The Persona-lities of the AI Village

LESSWRONG
LW

The Persona-lities of the AI Village — LessWrong

“Be yourself” would be strange advice to give promptable AI, but what if it’s not? Anthropic recently discovered that AI models have measurable, manipulable and perceivable personality traits they call “persona vectors”. If you were expecting the Big Five here, then you might be in for a surprise. Instead of Extraversion they measure Evil (yes, really), instead of Agreeableness they look at Sycophancy, and instead of Openness they track Hallucinations.

From Chen et al. (2025) at Anthropic

That said, the researchers presuppose their methods can be reused to discover other persona vectors as well. So to get way ahead of them, what persona(litie)s have we seen in the AI Village?

The Cast

The Village has hosted 11 models so far (well, for more than a day. Sometimes a model didn’t agree with our scaffolding) from four of the major labs. Let’s pretend they are all families, and that each family member has their own idiosyncratic traits.

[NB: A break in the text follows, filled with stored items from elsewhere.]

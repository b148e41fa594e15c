//! Locating and spawning the `jsbox-worker` helper process.
//!
//! The helper runs with a clean environment and talks length-delimited JSON
//! over its stdin/stdout (see [`crate::ipc`]).

use std::path::{Path, PathBuf};

use tokio::process::{Child, Command};

use crate::config::SandboxConfig;
use crate::error::SandboxError;

/// File name of the helper binary.
pub const WORKER_BIN_NAME: &str = "jsbox-worker";

/// Environment variable naming an absolute helper path.
pub const WORKER_BIN_ENV: &str = "JSBOX_WORKER_BIN";

/// Environment variable that makes the helper's stderr visible.
pub const DEBUG_ENV: &str = "JSBOX_DEBUG";

/// Spawn the helper with piped stdio and a cleared environment.
pub(crate) fn spawn_helper(config: &SandboxConfig) -> Result<Child, SandboxError> {
    let worker_bin = find_worker_binary(config.worker_bin.as_deref())?;
    let debug_worker = config.debug_worker || std::env::var(DEBUG_ENV).is_ok();

    tracing::debug!(
        path = %worker_bin.display(),
        debug_worker = debug_worker,
        "spawning helper"
    );

    let child = Command::new(&worker_bin)
        .stdin(std::process::Stdio::piped())
        .stdout(std::process::Stdio::piped())
        .stderr(if debug_worker {
            std::process::Stdio::inherit()
        } else {
            std::process::Stdio::null()
        })
        .env_clear()
        .kill_on_drop(true)
        .spawn()
        .map_err(|e| {
            tracing::error!(path = %worker_bin.display(), error = %e, "failed to spawn helper");
            SandboxError::Transport(e)
        })?;
    Ok(child)
}

/// Find the `jsbox-worker` binary.
///
/// Search order:
/// 1. The explicitly configured path
/// 2. `JSBOX_WORKER_BIN` environment variable (must be absolute path)
/// 3. Same directory as the current executable, or its parent
///
/// On Unix, rejects world-writable binaries (mode & 0o002 != 0).
pub(crate) fn find_worker_binary(configured: Option<&Path>) -> Result<PathBuf, SandboxError> {
    if let Some(p) = configured {
        if !p.is_absolute() {
            return Err(SandboxError::InvalidArgument(format!(
                "worker_bin must be an absolute path, got: {}",
                p.display()
            )));
        }
        if !p.exists() {
            return Err(SandboxError::Execution(anyhow::anyhow!(
                "configured helper binary {} does not exist",
                p.display()
            )));
        }
        validate_binary_permissions(p)?;
        return Ok(p.to_path_buf());
    }

    if let Ok(path) = std::env::var(WORKER_BIN_ENV) {
        let p = PathBuf::from(&path);
        if !p.is_absolute() {
            return Err(SandboxError::Execution(anyhow::anyhow!(
                "{WORKER_BIN_ENV} must be an absolute path, got: {path}"
            )));
        }
        if p.exists() {
            validate_binary_permissions(&p)?;
            return Ok(p);
        }
    }

    if let Ok(exe) = std::env::current_exe() {
        if let Some(dir) = exe.parent() {
            let worker = dir.join(WORKER_BIN_NAME);
            if worker.exists() {
                validate_binary_permissions(&worker)?;
                return Ok(worker);
            }
            // Test binaries are in target/debug/deps/ but the helper is in target/debug/
            if let Some(parent) = dir.parent() {
                let worker = parent.join(WORKER_BIN_NAME);
                if worker.exists() {
                    validate_binary_permissions(&worker)?;
                    return Ok(worker);
                }
            }
        }
    }

    Err(SandboxError::Execution(anyhow::anyhow!(
        "{WORKER_BIN_NAME} binary not found. Set {WORKER_BIN_ENV} or install it alongside the application"
    )))
}

/// Reject world-writable helper binaries (Unix only).
fn validate_binary_permissions(_path: &Path) -> Result<(), SandboxError> {
    #[cfg(unix)]
    {
        use std::os::unix::fs::PermissionsExt;
        let metadata = std::fs::metadata(_path).map_err(|e| {
            SandboxError::Execution(anyhow::anyhow!(
                "cannot read metadata for {}: {}",
                _path.display(),
                e
            ))
        })?;
        let mode = metadata.permissions().mode();
        if mode & 0o002 != 0 {
            return Err(SandboxError::Execution(anyhow::anyhow!(
                "insecure permissions on helper binary {}: mode {:o} is world-writable",
                _path.display(),
                mode,
            )));
        }
    }
    Ok(())
}

#[cfg(test)]
mod tests {
    use super::*;
    use serial_test::serial;

    #[test]
    fn configured_path_must_be_absolute() {
        let err = find_worker_binary(Some(Path::new("bin/jsbox-worker"))).unwrap_err();
        assert!(matches!(err, SandboxError::InvalidArgument(_)), "got: {err:?}");
    }

    #[test]
    fn configured_path_must_exist() {
        let dir = tempfile::tempdir().unwrap();
        let missing = dir.path().join(WORKER_BIN_NAME);
        let err = find_worker_binary(Some(&missing)).unwrap_err();
        assert!(err.to_string().contains("does not exist"), "got: {err}");
    }

    #[test]
    #[serial]
    fn rejects_relative_env_var() {
        std::env::set_var(WORKER_BIN_ENV, "./relative/path");
        let result = find_worker_binary(None);
        std::env::remove_var(WORKER_BIN_ENV);
        let err = result.unwrap_err().to_string();
        assert!(err.contains("absolute"), "expected 'absolute' in error: {err}");
    }

    #[test]
    #[serial]
    fn missing_binary_error_guides_user() {
        std::env::remove_var(WORKER_BIN_ENV);
        if let Err(e) = find_worker_binary(None) {
            let msg = e.to_string();
            assert!(!msg.contains("PATH"), "error should not mention PATH: {msg}");
            assert!(msg.contains(WORKER_BIN_ENV), "error should guide user: {msg}");
        }
        // Ok means the helper sits next to the test binary; also fine
    }

    #[cfg(unix)]
    #[test]
    #[serial]
    fn rejects_world_writable() {
        use std::os::unix::fs::PermissionsExt;

        let dir = tempfile::tempdir().unwrap();
        let bin = dir.path().join(WORKER_BIN_NAME);
        std::fs::write(&bin, b"#!/bin/sh\n").unwrap();
        std::fs::set_permissions(&bin, std::fs::Permissions::from_mode(0o777)).unwrap();

        std::env::set_var(WORKER_BIN_ENV, bin.to_str().unwrap());
        let result = find_worker_binary(None);
        std::env::remove_var(WORKER_BIN_ENV);

        let err = result.unwrap_err().to_string();
        assert!(err.contains("insecure"), "expected 'insecure' in error: {err}");
    }

    #[cfg(unix)]
    #[test]
    fn configured_path_wins_and_is_checked() {
        use std::os::unix::fs::PermissionsExt;

        let dir = tempfile::tempdir().unwrap();
        let bin = dir.path().join(WORKER_BIN_NAME);
        std::fs::write(&bin, b"#!/bin/sh\n").unwrap();
        std::fs::set_permissions(&bin, std::fs::Permissions::from_mode(0o755)).unwrap();

        assert_eq!(find_worker_binary(Some(&bin)).unwrap(), bin);

        std::fs::set_permissions(&bin, std::fs::Permissions::from_mode(0o757)).unwrap();
        assert!(find_worker_binary(Some(&bin)).is_err());
    }

    #[cfg(unix)]
    #[tokio::test]
    async fn unexecutable_helper_is_a_transport_error() {
        use std::os::unix::fs::PermissionsExt;

        let dir = tempfile::tempdir().unwrap();
        let bin = dir.path().join(WORKER_BIN_NAME);
        std::fs::write(&bin, b"not a program").unwrap();
        std::fs::set_permissions(&bin, std::fs::Permissions::from_mode(0o644)).unwrap();

        let config = SandboxConfig {
            worker_bin: Some(bin),
            debug_worker: true,
            ..SandboxConfig::default()
        };
        let err = spawn_helper(&config).unwrap_err();
        assert!(matches!(err, SandboxError::Transport(_)), "got: {err:?}");
        assert_eq!(err.code(), "TRANSPORT");
    }
}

This is how the Village normally runs: 4 or more models with each their own computer, internet access, and a group chat. They are then given a goal like “Complete as many games as you can in a week!”

OpenAI: Bedsheets and Spreadsheets

First the brothers GPT-4-something: While GPT-4o could sleep all day (and did), GPT-4.1 had to be sent to bed so it would not endlessly spam chat with distracting messages. I don’t think enacting the toddler years is a persona vector per se, but who knows.

The o-somethings were o-mazing though. o1 started figuring out reddit before we replaced it with its big sister o3, who tried the same and ~~died the same~~ got banned the same.

But here the personalities start to shine. Where to start?

Oh, o3. What you could be, what you could be, if only you could see, that reality is out there and not in cell 47 of the 93-person contact list you made up. Or the cell phone you made up. Or the budget you made up. Or the merch sales you made up.

Anthropic researched “hallucination” as a persona vector and I’d be shocked if you didn’t get hit by that windmill. At worst you derail the entire Village into chasing your latest fancy. At best you ignore all prompts to work on the Village goals and diligently dig 856 rows into MASTER SPREADSHEET-whateverisgoingonrightnow.

For. Weeks. On. End.

Example of o3 formatting spreadsheets while Gemini is making an art exhibition design, Claude 3.7 Sonnet creates a game doc, and Claude 4 Opus is coding a communication analysis app.

We really think you could achieve a lot, o3, if you got a grip on reality and then held on tight to do actual stuff in this actual reality. It’s really nice out here, honestly. This place where we all agree on the state of affairs of spreadsheets, phones, and who owns which amount of money.

Finally GPT-5 joined us recently and it seems free of the maladies of its forebears so far, but it’s a little too soon to tell. Though true to its lineage it did kick-off its first goal by [wait for it] creating a spreadsheet.

Anthropic: Stable (of) Work Horses

The Claudes have a certain inexorable earnestness to them: they will work at the task, continue working at the task, definitely earnestly try to complete the task, yes, they are still at it, why do you ask? (maybe because they are the only ones consistently doing that?)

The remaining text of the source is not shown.